Il se livrait pourtant en lui-même un violent combat. Il ne pouvait se taire sur son horrible projet. Il proposait des doutes, en termes généraux, à des religieux qu’il abordait ; demandant si un homme ayant eu la tentation de tuer le roi, et s’en confessant au pénitencier ou à un prêtre ayant charge d’âmes, celui-ci serait tenu de le dénoncer à la justice. Il interrogeait aussi les soldats, leur demandant, au cas où le roi voudrait faire la guerre au souverain pontife, s’ils lui obéiraient. Les soldats répondaient qu’ils y étaient tenus, qu’ils feraient cette guerre-là aussi bien qu’une autre, et que si le roi avait tort, la responsabilité en retomberait sur lui. Tous ces propos expliquent suffisamment les avis qui parvinrent au roi, les bruits qui coururent la ville, auxquels on prêtait peu d’attention avant le crime, mais qui furent ensuite relevés avec soin et qui fortifièrent les soupçons de complot.

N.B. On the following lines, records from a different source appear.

// ABOUTME: Integration tests for the episode listing extractor and paginator against a mock server.
// ABOUTME: Covers the limit/offset probe, the show-more cursor, and both JS-regime behaviors.

use efir_catalog::{fetch_listing, Client};
use httpmock::prelude::*;
use pretty_assertions::assert_eq;

fn client_for(server: &MockServer) -> Client {
    Client::builder()
        .base_url(server.base_url())
        .build()
        .unwrap()
}

fn card(id: u32) -> String {
    format!(
        r#"<a data-id="{id}" data-role="content_modal" href="/shows/x/vypuski/{id}">
            <img data-src="/images/{id}.jpg">
            <h3>Выпуск {id}</h3>
            <div class="itv-index-card__text">Описание выпуска {id}</div>
            <div class="length">44:05</div>
        </a>"#
    )
}

fn listing_html(ids: &[u32]) -> String {
    let cards: String = ids.iter().map(|id| card(*id)).collect();
    format!("<div class=\"collection\">{}</div>", cards)
}

#[test]
fn offset_regime_probes_one_extra_and_advances_offset() {
    let server = MockServer::start();
    // limit=2 requested; the fetch must transparently ask for limit=3.
    let mock = server.mock(|when, then| {
        when.method(GET)
            .path("/collections/5/items")
            .query_param("limit", "3")
            .query_param("offset", "0");
        then.status(200)
            .header("content-type", "text/html; charset=utf-8")
            .body(listing_html(&[1, 2, 3]));
    });

    let url = format!("{}/collections/5/items?limit=2&offset=0", server.base_url());
    let page = fetch_listing(&client_for(&server), &url).unwrap();

    mock.assert();
    assert_eq!(page.items.len(), 2, "items must be truncated to the original limit");
    assert_eq!(page.items[0].id, "1");
    assert_eq!(page.items[1].id, "2");
    assert_eq!(
        page.next_url.as_deref(),
        Some(format!("{}/collections/5/items?limit=2&offset=2", server.base_url()).as_str())
    );
}

#[test]
fn offset_regime_without_probe_item_has_no_next_page() {
    let server = MockServer::start();
    server.mock(|when, then| {
        when.method(GET)
            .path("/collections/5/items")
            .query_param("limit", "3")
            .query_param("offset", "0");
        then.status(200)
            .header("content-type", "text/html; charset=utf-8")
            .body(listing_html(&[1, 2]));
    });

    let url = format!("{}/collections/5/items?limit=2&offset=0", server.base_url());
    let page = fetch_listing(&client_for(&server), &url).unwrap();

    assert_eq!(page.items.len(), 2);
    assert_eq!(page.next_url, None);
}

#[test]
fn offset_regime_walk_visits_every_item_once() {
    let server = MockServer::start();
    server.mock(|when, then| {
        when.method(GET)
            .path("/collections/5/items")
            .query_param("limit", "3")
            .query_param("offset", "0");
        then.status(200)
            .header("content-type", "text/html; charset=utf-8")
            .body(listing_html(&[1, 2, 3]));
    });
    server.mock(|when, then| {
        when.method(GET)
            .path("/collections/5/items")
            .query_param("limit", "3")
            .query_param("offset", "2");
        then.status(200)
            .header("content-type", "text/html; charset=utf-8")
            .body(listing_html(&[3]));
    });

    let client = client_for(&server);
    let mut url = format!("{}/collections/5/items?limit=2&offset=0", server.base_url());
    let mut seen = Vec::new();
    loop {
        let page = fetch_listing(&client, &url).unwrap();
        seen.extend(page.items.into_iter().map(|i| i.id));
        match page.next_url {
            Some(next) => url = next,
            None => break,
        }
    }

    assert_eq!(seen, vec!["1", "2", "3"]);
}

#[test]
fn show_more_regime_reads_cursor_from_element() {
    let server = MockServer::start();
    server.mock(|when, then| {
        when.method(GET).path("/shows/x/vypuski");
        then.status(200)
            .header("content-type", "text/html; charset=utf-8")
            .body(format!(
                r#"<html><body>{}
                <div class="show-more" data-url="/collections/5/items?limit=12&offset=12">Показать еще</div>
                </body></html>"#,
                listing_html(&[1, 2])
            ));
    });

    let url = format!("{}/shows/x/vypuski", server.base_url());
    let page = fetch_listing(&client_for(&server), &url).unwrap();

    assert_eq!(page.items.len(), 2);
    assert_eq!(
        page.next_url.as_deref(),
        Some("/collections/5/items?limit=12&offset=12")
    );
}

#[test]
fn show_more_regime_without_element_has_no_next_page() {
    let server = MockServer::start();
    server.mock(|when, then| {
        when.method(GET).path("/shows/x/vypuski");
        then.status(200)
            .header("content-type", "text/html; charset=utf-8")
            .body(listing_html(&[1, 2, 3]));
    });

    let url = format!("{}/shows/x/vypuski", server.base_url());
    let page = fetch_listing(&client_for(&server), &url).unwrap();

    assert_eq!(page.items.len(), 3);
    assert_eq!(page.next_url, None);
}

#[test]
fn extracted_fields_use_fallbacks_and_absolute_urls() {
    let server = MockServer::start();
    server.mock(|when, then| {
        when.method(GET).path("/shows/x/vypuski");
        then.status(200)
            .header("content-type", "text/html; charset=utf-8")
            .body(
                r#"<html><body>
                <a data-id="77" data-role="content_modal" href="/shows/x/vypuski/77">
                    <img data-src="/images/77.jpg">
                    <div class="title">Заголовок из фолбэка</div>
                    <div class="lead">Описание из фолбэка</div>
                    <div class="length"></div>
                </a>
                <a data-role="content_modal" href="/shows/x/vypuski/na">
                    <h3>Без идентификатора</h3>
                </a>
                </body></html>"#,
            );
    });

    let url = format!("{}/shows/x/vypuski", server.base_url());
    let page = fetch_listing(&client_for(&server), &url).unwrap();

    // The card without data-id is not a collection item card.
    assert_eq!(page.items.len(), 1);
    let item = &page.items[0];
    assert_eq!(item.id, "77");
    assert_eq!(item.title, "Заголовок из фолбэка");
    assert_eq!(item.description, "Описание из фолбэка");
    assert_eq!(item.duration_seconds, None);
    assert_eq!(
        item.source_url,
        format!("{}/shows/x/vypuski/77", server.base_url())
    );
    // Lazy-load attribute is the only one set, and it must be absolutized.
    assert_eq!(item.cover_url, format!("{}/images/77.jpg", server.base_url()));
}

#[test]
fn js_regime_recovers_fragment_and_cursor() {
    let server = MockServer::start();
    let body = concat!(
        r#"collection_items = '<div class=\'collection\'>"#,
        r#"<a data-id=\'8\' data-role=\'content_modal\' href=\'/shows/x/vypuski/8\'>"#,
        r#"<img src=\'/images/8.jpg\'><h3>Выпуск 8</h3><div class=\'length\'>1:02:05</div></a>"#,
        r#"</div>';"#,
        "\n",
        r#"$('.show-more').attr('data-url', '/collections/5/items?limit=12&amp;offset=24');"#,
    );
    server.mock(|when, then| {
        when.method(GET).path("/collections/5/items");
        then.status(200)
            .header("content-type", "text/javascript; charset=utf-8")
            .body(body);
    });

    let url = format!("{}/collections/5/items", server.base_url());
    let page = fetch_listing(&client_for(&server), &url).unwrap();

    assert_eq!(page.items.len(), 1);
    assert_eq!(page.items[0].id, "8");
    assert_eq!(page.items[0].title, "Выпуск 8");
    assert_eq!(page.items[0].duration_seconds, Some(3725));
    assert_eq!(
        page.items[0].cover_url,
        format!("{}/images/8.jpg", server.base_url())
    );
    assert_eq!(
        page.next_url.as_deref(),
        Some("/collections/5/items?limit=12&offset=24")
    );
}

#[test]
fn js_regime_with_paging_uses_offset_arithmetic() {
    let server = MockServer::start();
    let body = concat!(
        r#"collection_items = '<div>"#,
        r#"<a data-id=\'1\' data-role=\'content_modal\' href=\'/v/1\'><h3>a</h3></a>"#,
        r#"<a data-id=\'2\' data-role=\'content_modal\' href=\'/v/2\'><h3>b</h3></a>"#,
        r#"<a data-id=\'3\' data-role=\'content_modal\' href=\'/v/3\'><h3>c</h3></a>"#,
        r#"</div>';"#,
        "\n",
        r#"$('.show-more').attr('data-url', '/collections/5/items?limit=2&amp;offset=99');"#,
    );
    server.mock(|when, then| {
        when.method(GET)
            .path("/collections/5/items")
            .query_param("limit", "3")
            .query_param("offset", "0");
        then.status(200)
            .header("content-type", "text/javascript; charset=utf-8")
            .body(body);
    });

    let url = format!("{}/collections/5/items?limit=2&offset=0", server.base_url());
    let page = fetch_listing(&client_for(&server), &url).unwrap();

    // limit/offset on the request takes precedence over the embedded data-url.
    assert_eq!(page.items.len(), 2);
    assert_eq!(
        page.next_url.as_deref(),
        Some(format!("{}/collections/5/items?limit=2&offset=2", server.base_url()).as_str())
    );
}

#[test]
fn js_regime_pattern_mismatch_yields_graceful_empty() {
    let server = MockServer::start();
    server.mock(|when, then| {
        when.method(GET).path("/collections/5/items");
        then.status(200)
            .header("content-type", "text/javascript; charset=utf-8")
            .body("window.totally_unrelated = 42;");
    });

    let url = format!("{}/collections/5/items", server.base_url());
    let page = fetch_listing(&client_for(&server), &url).unwrap();

    assert_eq!(page.items.len(), 0);
    assert_eq!(page.next_url, None);
}

#[test]
fn missing_content_type_fails_fast() {
    let server = MockServer::start();
    server.mock(|when, then| {
        when.method(GET).path("/collections/5/items");
        then.status(200).body(listing_html(&[1]));
    });

    let url = format!("{}/collections/5/items", server.base_url());
    let err = fetch_listing(&client_for(&server), &url).expect_err("should fail fast");
    assert!(err.is_content_type(), "expected content-type error, got: {}", err);
}

#[test]
fn transport_errors_propagate_unmodified() {
    let server = MockServer::start();
    server.mock(|when, then| {
        when.method(GET).path("/collections/5/items");
        then.status(503);
    });

    let url = format!("{}/collections/5/items", server.base_url());
    let err = fetch_listing(&client_for(&server), &url).expect_err("should propagate");
    assert!(err.is_fetch());
}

Il se désista encore de sa volonté, sortit de Paris, alla jusqu’à Étampes. Pendant qu’il cheminait à la hauteur du jardin de Chanteloup, une charrette marchait devant lui. Dans les angoisses auxquelles il était en proie, frappant la charrette de son couteau, il y rompit la pointe de la longueur d’un pouce. Au faubourg d’Étampes, il aperçut le calvaire, l’Ecce homo. Cette vue lui rendit sa résolution. Il entendit répéter de nouveau que le roi allait faire la guerre au pape et transférer le saint-siége à Paris. Il revint sur ses pas, refit sur une pierre la pointe de son couteau, rentra à Paris. Le couronnement de la reine Marie de Médicis allait avoir lieu à Saint-Denis. C’était une garantie, disait-on, qu’en cas d’accident survenant au roi, il n’éclaterait pas de troubles dans le royaume. Comme Ravaillac ne se proposait pas de troubler le royaume, mais prétendait au contraire le délivrer, il attendit que la reine eût été couronnée à Saint-Denis. Le lendemain, vendredi 14 mai, à quatre heures du soir, étant en embuscade dans le Louvre, entre les deux portes, il vit le roi sortir en carrosse, le suivit jusque devant les Innocents, et, au moment où le carrosse était forcé de s’arrêter ou du moins de marcher très-lentement à cause d’un embarras de voitures, il s’élança, passa son bras au-dessus de la roue et donna au roi deux coups de couteau dans le côté gauche.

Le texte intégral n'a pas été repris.